** DATASET RECORDS follows **

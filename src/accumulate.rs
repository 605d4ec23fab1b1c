// This Source Code Form is subject to the terms of the Mozilla Public
// License, v. 2.0. If a copy of the MPL was not distributed with this
// file, You can obtain one at http://mozilla.org/MPL/2.0/.

//! Plotting orbits.
//!
//! Rather than remember each orbit while testing it for escape, the
//! orbit is computed a second time once we know it escapes and which
//! band it belongs to.  Every step past the warm-up is mapped onto
//! the canvas and counted, together with its mirror image.

use std::sync::atomic::{AtomicUsize, Ordering};

use num::Complex;

use crate::compute::Accelerator;
use crate::errors::Result;
use crate::escape::{classify, EscapeOutcome, IterationRange};
use crate::histogram::Histogram;
use crate::planes::PlaneMapper;
use crate::sampler::ComplexSample;

/// Counts of what happened to the samples of one batch.
#[derive(Copy, Clone, Debug, Default, PartialEq, Eq)]
pub struct Tally {
    /// Samples that left the circle of radius 2.
    pub escaped: usize,
    /// Escaped samples whose orbit was plotted, per channel.
    pub plotted: [usize; 3],
}

/// Replay the orbit of `c` for its first `escape_iteration` steps and
/// count every step from `warmup` on, in the cell it lands in and in
/// that cell's mirror.  Steps that land off the canvas are dropped,
/// mirror included, so the two halves always receive the same counts.
pub fn plot(
    plane: &PlaneMapper,
    histogram: &Histogram,
    c: &ComplexSample,
    escape_iteration: usize,
    warmup: usize,
) {
    let mut z = Complex::new(0.0_f32, 0.0_f32);
    for j in 0..escape_iteration {
        z = *c + z * z;
        if j < warmup {
            continue;
        }
        if let Some(pixel) = plane.point_to_pixel(&z) {
            histogram.increment_mirrored(pixel.0, pixel.1);
        }
    }
}

/// Classify every sample of a batch and plot the ones that land in a
/// band into that band's histogram.  Lanes share nothing but the
/// histograms, which only see atomic increments.
pub fn accumulate(
    accel: &Accelerator,
    plane: &PlaneMapper,
    histograms: &[Histogram; 3],
    ranges: &[IterationRange; 3],
    warmup: usize,
    samples: &[ComplexSample],
) -> Result<Tally> {
    let escaped = AtomicUsize::new(0);
    let plotted = [
        AtomicUsize::new(0),
        AtomicUsize::new(0),
        AtomicUsize::new(0),
    ];

    accel.parallel_for("accumulate", samples.len(), |i| {
        let c = &samples[i];
        let outcome = classify(c, ranges);
        if let Some((channel, iteration)) = outcome.target() {
            debug_assert!(ranges[channel.index()].contains(iteration));
            plot(plane, &histograms[channel.index()], c, iteration, warmup);
            plotted[channel.index()].fetch_add(1, Ordering::Relaxed);
        }
        if outcome != EscapeOutcome::Bounded {
            escaped.fetch_add(1, Ordering::Relaxed);
        }
    })?;

    let count = |k: usize| plotted[k].load(Ordering::Relaxed);
    Ok(Tally {
        escaped: escaped.into_inner(),
        plotted: [count(0), count(1), count(2)],
    })
}

#[cfg(test)]
mod tests {
    use super::*;
    use crate::planes::Pixel;

    fn grid(h: &Histogram) -> Vec<Vec<u32>> {
        (0..h.height())
            .map(|y| (0..h.width()).map(|x| h.get(y, x)).collect())
            .collect()
    }

    #[test]
    fn plot_counts_each_step_and_its_mirror() {
        let plane = PlaneMapper::new(4, 4, 1.8).unwrap();
        let h = Histogram::new(4, 4).unwrap();
        // 0.6 escapes at iteration 3 after visiting 0.6, 0.96, 1.5216.
        plot(&plane, &h, &Complex::new(0.6, 0.0), 3, 0);
        assert_eq!(
            grid(&h),
            vec![
                vec![0, 0, 0, 0],
                vec![0, 0, 0, 0],
                vec![0, 1, 1, 0],
                vec![0, 2, 2, 0],
            ]
        );
    }

    #[test]
    fn warmup_steps_are_not_counted() {
        let plane = PlaneMapper::new(4, 4, 1.8).unwrap();
        let h = Histogram::new(4, 4).unwrap();
        plot(&plane, &h, &Complex::new(0.6, 0.0), 3, 1);
        assert_eq!(h.get(2, 1), 0);
        assert_eq!(h.get(3, 1), 2);
        plot(&plane, &h, &Complex::new(0.6, 0.0), 3, 3);
        assert_eq!(h.readback().total(), 4);
    }

    #[test]
    fn off_canvas_steps_are_dropped_in_pairs() {
        let plane = PlaneMapper::new(8, 8, 1.8).unwrap();
        let h = Histogram::new(8, 8).unwrap();
        // Starts outside the square, and never comes back before escape.
        plot(&plane, &h, &Complex::new(1.9, 0.0), 5, 0);
        assert_eq!(h.readback().total(), 0);
    }

    #[test]
    fn accumulation_is_mirror_symmetric() {
        let plane = PlaneMapper::new(33, 32, 1.8).unwrap();
        let hs = [
            Histogram::new(33, 32).unwrap(),
            Histogram::new(33, 32).unwrap(),
            Histogram::new(33, 32).unwrap(),
        ];
        let ranges = [
            IterationRange::new(0, 20),
            IterationRange::new(20, 100),
            IterationRange::new(100, 1000),
        ];
        let field = crate::sampler::RandomField::new(64 * 64, 1.8).unwrap();
        let accel = Accelerator::new(4);
        let batch = field.generate(&accel, 77).unwrap();
        let tally = accumulate(&accel, &plane, &hs, &ranges, 2, batch.samples()).unwrap();
        assert!(tally.escaped > 0);
        assert!(tally.plotted.iter().sum::<usize>() <= tally.escaped);

        for h in hs.iter() {
            for y in 0..h.height() {
                for x in 0..h.width() {
                    let mirror = plane.mirror(Pixel(y, x));
                    assert_eq!(h.get(y, x), h.get(mirror.0, mirror.1));
                }
            }
        }
    }
}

** End of DATASET RECORDS **

PROBLEM TO SOLVE: Copy the listing in full, and keep every word exactly as it is.

TASK SOLUTION:
filename src/accumulate.rs
repository 605d4ec23fab1b1c
// This Source Code Form is subject to the terms of the Mozilla Public
// License, v. 2.0. If a copy of the MPL was not distributed with this
// file, You can obtain one at http://mozilla.org/MPL/2.0/.

//! Plotting orbits.
//!
//! Rather than remember each orbit while testing it for escape, the
//! orbit is computed a second time once we know it escapes and which
//! band it belongs to.  Every step past the warm-up is mapped onto
//! the canvas and counted, together with its mirror image.

use std::sync::atomic::{AtomicUsize, Ordering};

use num::Complex;

use crate::compute::Accelerator;
use crate::errors::Result;
use crate::escape::{classify, EscapeOutcome, IterationRange};
use crate::histogram::Histogram;
use crate::planes::PlaneMapper;
use crate::sampler::ComplexSample;

/// Counts of what happened to the samples of one batch.
#[derive(Copy, Clone, Debug, Default, PartialEq, Eq)]
pub struct Tally {
    /// Samples that left the circle of radius 2.
    pub escaped: usize,
    /// Escaped samples whose orbit was plotted, per channel.
    pub plotted: [usize; 3],
}

/// Replay the orbit of `c` for its first `escape_iteration` steps and
/// count every step from `warmup` on, in the cell it lands in and in
/// that cell's mirror.  Steps that land off the canvas are dropped,
/// mirror included, so the two halves always receive the same counts.
pub fn plot(
    plane: &PlaneMapper,
    histogram: &Histogram,
    c: &ComplexSample,
    escape_iteration: usize,
    warmup: usize,
) {
    let mut z = Complex::new(0.0_f32, 0.0_f32);
    for j in 0..escape_iteration {
        z = *c + z * z;
        if j < warmup {
            continue;
        }
        if let Some(pixel) = plane.point_to_pixel(&z) {
            histogram.increment_mirrored(pixel.0, pixel.1);
        }
    }
}

/// Classify every sample of a batch and plot the ones that land in a
/// band into that band's histogram.  Lanes share nothing but the
/// histograms, which only see atomic increments.
pub fn accumulate(
    accel: &Accelerator,
    plane: &PlaneMapper,
    histograms: &[Histogram; 3],
    ranges: &[IterationRange; 3],
    warmup: usize,
    samples: &[ComplexSample],
) -> Result<Tally> {
    let escaped = AtomicUsize::new(0);
    let plotted = [
        AtomicUsize::new(0),
        AtomicUsize::new(0),
        AtomicUsize::new(0),
    ];

    accel.parallel_for("accumulate", samples.len(), |i| {
        let c = &samples[i];
        let outcome = classify(c, ranges);
        if let Some((channel, iteration)) = outcome.target() {
            debug_assert!(ranges[channel.index()].contains(iteration));
            plot(plane, &histograms[channel.index()], c, iteration, warmup);
            plotted[channel.index()].fetch_add(1, Ordering::Relaxed);
        }
        if outcome != EscapeOutcome::Bounded {
            escaped.fetch_add(1, Ordering::Relaxed);
        }
    })?;

    let count = |k: usize| plotted[k].load(Ordering::Relaxed);
    Ok(Tally {
        escaped: escaped.into_inner(),
        plotted: [count(0), count(1), count(2)],
    })
}

#[cfg(test)]
mod tests {
    use super::*;
    use crate::planes::Pixel;

    fn grid(h: &Histogram) -> Vec<Vec<u32>> {
        (0..h.height())
            .map(|y| (0..h.width()).map(|x| h.get(y, x)).collect())
            .collect()
    }

    #[test]
    fn plot_counts_each_step_and_its_mirror() {
        let plane = PlaneMapper::new(4, 4, 1.8).unwrap();
        let h = Histogram::new(4, 4).unwrap();
        // 0.6 escapes at iteration 3 after visiting 0.6, 0.96, 1.5216.
        plot(&plane, &h, &Complex::new(0.6, 0.0), 3, 0);
        assert_eq!(
            grid(&h),
            vec![
                vec![0, 0, 0, 0],
                vec![0, 0, 0, 0],
                vec![0, 1, 1, 0],
                vec![0, 2, 2, 0],
            ]
        );
    }

    #[test]
    fn warmup_steps_are_not_counted() {
        let plane = PlaneMapper::new(4, 4, 1.8).unwrap();
        let h = Histogram::new(4, 4).unwrap();
        plot(&plane, &h, &Complex::new(0.6, 0.0), 3, 1);
        assert_eq!(h.get(2, 1), 0);
        assert_eq!(h.get(3, 1), 2);
        plot(&plane, &h, &Complex::new(0.6, 0.0), 3, 3);
        assert_eq!(h.readback().total(), 4);
    }

    #[test]
    fn off_canvas_steps_are_dropped_in_pairs() {
        let plane = PlaneMapper::new(8, 8, 1.8).unwrap();
        let h = Histogram::new(8, 8).unwrap();
        // Starts outside the square, and never comes back before escape.
        plot(&plane, &h, &Complex::new(1.9, 0.0), 5, 0);
        assert_eq!(h.readback().total(), 0);
    }

    #[test]
    fn accumulation_is_mirror_symmetric() {
        let plane = PlaneMapper::new(33, 32, 1.8).unwrap();
        let hs = [
            Histogram::new(33, 32).unwrap(),
            Histogram::new(33, 32).unwrap(),
            Histogram::new(33, 32).unwrap(),
        ];
        let ranges = [
            IterationRange::new(0, 20),
            IterationRange::new(20, 100),
            IterationRange::new(100, 1000),
        ];
        let field = crate::sampler::RandomField::new(64 * 64, 1.8).unwrap();
        let accel = Accelerator::new(4);
        let batch = field.generate(&accel, 77).unwrap();
        let tally = accumulate(&accel, &plane, &hs, &ranges, 2, batch.samples()).unwrap();
        assert!(tally.escaped > 0);
        assert!(tally.plotted.iter().sum::<usize>() <= tally.escaped);

        for h in hs.iter() {
            for y in 0..h.height() {
                for x in 0..h.width() {
                    let mirror = plane.mirror(Pixel(y, x));
                    assert_eq!(h.get(y, x), h.get(mirror.0, mirror.1));
                }
            }
        }
    }
}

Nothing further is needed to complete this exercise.